Entries taken from a collection:
<<<<
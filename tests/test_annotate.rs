mod common;

use common::{detection, solid_rgb, white_image};
use docscan::processing::annotate::{annotate, confidence_color, encode_png};
use docscan::{Detection, Point};
use image::Rgb;

#[test]
fn test_confidence_color_scales_green() {
    assert_eq!(confidence_color(Some(1.0)), Rgb([0, 255, 0]));
    assert_eq!(confidence_color(Some(0.5)), Rgb([0, 128, 0]));
    assert_eq!(confidence_color(Some(0.0)), Rgb([0, 0, 0]));
    assert_eq!(confidence_color(None), Rgb([0, 0, 0]));
    assert_eq!(confidence_color(Some(2.0)), Rgb([0, 255, 0]));
}

#[test]
fn test_draws_polygon_outline() {
    let original = white_image(80, 60);
    let annotated = annotate(&original, &[detection("word", Some(0.5))]);

    assert_eq!(annotated.dimensions(), (80, 60));
    // Top, bottom, left and right edges of the 10,10 -> 50,30 box
    assert_eq!(*annotated.get_pixel(30, 10), Rgb([0, 128, 0]));
    assert_eq!(*annotated.get_pixel(30, 30), Rgb([0, 128, 0]));
    assert_eq!(*annotated.get_pixel(10, 20), Rgb([0, 128, 0]));
    assert_eq!(*annotated.get_pixel(50, 20), Rgb([0, 128, 0]));
    // Interior untouched
    assert_eq!(*annotated.get_pixel(30, 20), Rgb([255, 255, 255]));
}

#[test]
fn test_missing_confidence_drawn_as_zero() {
    let annotated = annotate(&white_image(80, 60), &[detection("word", None)]);
    assert_eq!(*annotated.get_pixel(30, 10), Rgb([0, 0, 0]));
}

#[test]
fn test_original_is_not_modified() {
    let original = solid_rgb(80, 60, [200, 30, 30]);
    let before = original.to_rgb8();
    let annotated = annotate(&original, &[detection("word", Some(1.0))]);

    assert_eq!(original.to_rgb8(), before);
    assert_eq!(*annotated.get_pixel(30, 10), Rgb([0, 255, 0]));
    assert_eq!(*annotated.get_pixel(70, 50), Rgb([200, 30, 30]));
}

#[test]
fn test_later_detections_overwrite_earlier() {
    let first = detection("a", Some(1.0));
    let second = detection("b", Some(0.0));
    let annotated = annotate(&white_image(80, 60), &[first, second]);
    assert_eq!(*annotated.get_pixel(30, 10), Rgb([0, 0, 0]));
}

#[test]
fn test_rotated_polygon() {
    let diamond = Detection::new(
        [
            Point::new(40.0, 5.0),
            Point::new(70.0, 30.0),
            Point::new(40.0, 55.0),
            Point::new(10.0, 30.0),
        ],
        "rotated",
        Some(1.0),
    );
    let annotated = annotate(&white_image(80, 60), &[diamond]);
    assert_eq!(*annotated.get_pixel(40, 5), Rgb([0, 255, 0]));
    assert_eq!(*annotated.get_pixel(10, 30), Rgb([0, 255, 0]));
    assert_eq!(*annotated.get_pixel(40, 30), Rgb([255, 255, 255]));
}

#[test]
fn test_regions_outside_image_are_clipped() {
    let oversized = Detection::from_rect(-20.0, -20.0, 500.0, 500.0, "edge", Some(1.0));
    let annotated = annotate(&white_image(40, 40), &[oversized]);
    assert_eq!(annotated.dimensions(), (40, 40));
}

#[test]
fn test_encode_png_round_trips_dimensions() {
    let annotated = annotate(&white_image(33, 21), &[]);
    let png = encode_png(&annotated).unwrap();
    assert_eq!(&png[1..4], b"PNG");

    let decoded = image::load_from_memory(&png).unwrap();
    assert_eq!((decoded.width(), decoded.height()), (33, 21));
}

#[test]
fn test_region_far_outside_image_is_clipped() {
    let original = white_image(40, 40);
    let region = Detection::from_rect(10.0, 10.0, 1.0e7, 30.0, "wide", Some(1.0));
    let annotated = annotate(&original, &[region]);

    // Visible part of the top and left edges is drawn
    assert_eq!(*annotated.get_pixel(35, 10), Rgb([0, 255, 0]));
    assert_eq!(*annotated.get_pixel(10, 20), Rgb([0, 255, 0]));
    // The right edge lies beyond the image
    assert_eq!(*annotated.get_pixel(39, 20), Rgb([255, 255, 255]));
}

#[test]
fn test_non_finite_region_is_skipped() {
    let original = white_image(40, 40);
    let nan = Point::new(f32::NAN, 5.0);
    let region = Detection::new(
        [nan, Point::new(20.0, 5.0), Point::new(20.0, 20.0), nan],
        "bad",
        Some(1.0),
    );
    let annotated = annotate(&original, &[region]);
    assert!(annotated.pixels().all(|p| *p == Rgb([255, 255, 255])));
}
>>>>
§ **Exercise requirements**:
Extract all lines of the records above that include "first".

§ **Exercise solution**:
    let first = detection("a", Some(1.0));
    let annotated = annotate(&white_image(80, 60), &[first, second]);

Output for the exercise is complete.